Tansley, Robert wrote:

Hi all,

The DSpace (www.dspace.org) currently uses Lucene to index metadata
(Dublin Core standard) and extracted full-text content of documents
stored in it.  Now the system is being used globally, it needs to
support multi-language indexing.

I've looked through the mailing list archives etc. and it seems it's
easy to plug in analyzers for different languages.

What if we're trying to index multiple languages in the same site?  Is
it best to have:

1/ one index for all languages
2/ one index for all languages, with an extra language field so searches
can be constrained to a particular language
3/ separate indices for each language?

I don't fully understand the consequences in terms of performance for
1/, but I can see that false hits could turn up where one word appears
in different languages (stemming could increase the changes of this).
Also some languages' analyzers are quite dramatically different (e.g.
the Chinese one which just treats every character as a separate
token/word).
On the other hand, if people are searching for proper nouns in metadata
(e.g. "DSpace") it may be advantageous to search all languages at once.

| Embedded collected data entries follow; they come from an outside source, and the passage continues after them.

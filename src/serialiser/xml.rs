//! Minimal element tree over quick-xml.
//!
//! Model files are small and only use elements, attributes and text, so a
//! tiny owned tree is enough. Comments, processing instructions and the
//! declaration are skipped on read.

use crate::error::{LumassError, Result};
use quick_xml::events::{BytesEnd, BytesStart, BytesText, Event};
use quick_xml::{Reader, Writer};

#[derive(Debug, Clone, PartialEq)]
pub enum XmlNode {
    Element(XmlElement),
    Text(String),
}

#[derive(Debug, Clone, PartialEq, Default)]
pub struct XmlElement {
    pub name: String,
    pub attributes: Vec<(String, String)>,
    pub children: Vec<XmlNode>,
}

impl XmlElement {
    pub fn new(name: impl Into<String>) -> Self {
        Self {
            name: name.into(),
            ..Default::default()
        }
    }

    pub fn with_attribute(mut self, key: impl Into<String>, value: impl Into<String>) -> Self {
        self.attributes.push((key.into(), value.into()));
        self
    }

    pub fn with_text(mut self, text: impl Into<String>) -> Self {
        self.children.push(XmlNode::Text(text.into()));
        self
    }

    pub fn with_child(mut self, child: XmlElement) -> Self {
        self.children.push(XmlNode::Element(child));
        self
    }

    pub fn push(&mut self, child: XmlElement) {
        self.children.push(XmlNode::Element(child));
    }

    pub fn attribute(&self, key: &str) -> Option<&str> {
        self.attributes
            .iter()
            .find(|(k, _)| k == key)
            .map(|(_, v)| v.as_str())
    }

    /// Child elements in document order.
    pub fn elements(&self) -> impl Iterator<Item = &XmlElement> {
        self.children.iter().filter_map(|node| match node {
            XmlNode::Element(e) => Some(e),
            XmlNode::Text(_) => None,
        })
    }

    pub fn elements_named<'a>(&'a self, name: &'a str) -> impl Iterator<Item = &'a XmlElement> {
        self.elements().filter(move |e| e.name == name)
    }

    pub fn first_element(&self, name: &str) -> Option<&XmlElement> {
        self.elements().find(|e| e.name == name)
    }

    /// Concatenated text of all descendants.
    pub fn text(&self) -> String {
        let mut out = String::new();
        self.collect_text(&mut out);
        out
    }

    fn collect_text(&self, out: &mut String) {
        for node in &self.children {
            match node {
                XmlNode::Text(t) => out.push_str(t),
                XmlNode::Element(e) => e.collect_text(out),
            }
        }
    }
}

fn utf8(bytes: &[u8]) -> Result<String> {
    String::from_utf8(bytes.to_vec())
        .map_err(|e| LumassError::Serialisation(format!("invalid UTF-8 in element name: {}", e)))
}

fn start_element(start: &BytesStart<'_>) -> Result<XmlElement> {
    let mut element = XmlElement::new(utf8(start.name().as_ref())?);
    for attr in start.attributes() {
        let attr = attr.map_err(quick_xml::Error::from)?;
        let key = utf8(attr.key.as_ref())?;
        let value = attr.unescape_value()?.into_owned();
        element.attributes.push((key, value));
    }
    Ok(element)
}

/// Whitespace between child elements is indentation, not content.
fn drop_layout_text(element: &mut XmlElement) {
    if element.elements().next().is_some() {
        element.children.retain(|node| match node {
            XmlNode::Text(t) => !t.trim().is_empty(),
            XmlNode::Element(_) => true,
        });
    }
}

/// Parse a document and return its root element.
pub fn parse_document(source: &str) -> Result<XmlElement> {
    let mut reader = Reader::from_str(source);
    let mut stack: Vec<XmlElement> = Vec::new();
    let mut root: Option<XmlElement> = None;

    loop {
        match reader.read_event()? {
            Event::Start(start) => stack.push(start_element(&start)?),
            Event::Empty(start) => {
                let element = start_element(&start)?;
                match stack.last_mut() {
                    Some(parent) => parent.push(element),
                    None if root.is_none() => root = Some(element),
                    None => {
                        return Err(LumassError::Serialisation(
                            "more than one root element".to_string(),
                        ))
                    }
                }
            }
            Event::End(_) => {
                let Some(mut element) = stack.pop() else {
                    return Err(LumassError::Serialisation("unbalanced end tag".to_string()));
                };
                drop_layout_text(&mut element);
                match stack.last_mut() {
                    Some(parent) => parent.push(element),
                    None if root.is_none() => root = Some(element),
                    None => {
                        return Err(LumassError::Serialisation(
                            "more than one root element".to_string(),
                        ))
                    }
                }
            }
            Event::Text(text) => {
                if let Some(parent) = stack.last_mut() {
                    let text = text.unescape()?;
                    parent.children.push(XmlNode::Text(text.into_owned()));
                }
            }
            Event::CData(data) => {
                if let Some(parent) = stack.last_mut() {
                    let text = String::from_utf8_lossy(&data.into_inner()).into_owned();
                    parent.children.push(XmlNode::Text(text));
                }
            }
            Event::Eof => break,
            _ => {}
        }
    }

    if !stack.is_empty() {
        return Err(LumassError::Serialisation(format!(
            "unexpected end of document inside <{}>",
            stack.last().map(|e| e.name.as_str()).unwrap_or_default()
        )));
    }
    root.ok_or_else(|| LumassError::Serialisation("document has no root element".to_string()))
}

/// Escape text content; carriage returns become `&#13;` so they survive a
/// reader's line-ending normalisation.
pub fn escape_text(text: &str) -> String {
    quick_xml::escape::escape(text).replace('\r', "&#13;")
}

fn write_element(writer: &mut Writer<Vec<u8>>, element: &XmlElement) -> Result<()> {
    let mut start = BytesStart::new(element.name.as_str());
    for (key, value) in &element.attributes {
        start.push_attribute((key.as_str(), value.as_str()));
    }
    if element.children.is_empty() {
        writer.write_event(Event::Empty(start))?;
        return Ok(());
    }

    writer.write_event(Event::Start(start))?;
    for node in &element.children {
        match node {
            XmlNode::Element(child) => write_element(writer, child)?,
            XmlNode::Text(text) => {
                writer.write_event(Event::Text(BytesText::from_escaped(escape_text(text))))?
            }
        }
    }
    writer.write_event(Event::End(BytesEnd::new(element.name.as_str())))?;
    Ok(())
}

/// Serialise `root` with `indent` spaces per level (0 writes a single line).
pub fn write_document(root: &XmlElement, indent: usize) -> Result<String> {
    let mut writer = if indent > 0 {
        Writer::new_with_indent(Vec::new(), b' ', indent)
    } else {
        Writer::new(Vec::new())
    };
    write_element(&mut writer, root)?;
    let mut out = String::from_utf8(writer.into_inner())
        .map_err(|e| LumassError::Serialisation(e.to_string()))?;
    out.push('\n');
    Ok(out)
}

I'm also not sure of the storage and performance consequences of 2/.

Approach 3/ seems like it might be the most complex from an
implementation/code point of view.
But this will be the most robust solution. You have to differentiate between languages anyway, and as you pointed here, you can differentiate by adding a Keyword field for language, or you can create different
indexes.

If you need to use complex search strings over multiple fields and indexes then I recommend you to use the QueryParser to compute the search string. When you instantiate a QueryPArser you will need to provide an analyzer, that will be different
for different languages.

I think that the differences in performance won't be noticable between 2nd and 3rd solutions, but from maintenance point of
view, I would choose the third solution.

Of course there are other factors that must be take in account when designing such an application: number of documents to be indexed, number of document fields, index change frequency, server load (number of concurrent sessions), etc.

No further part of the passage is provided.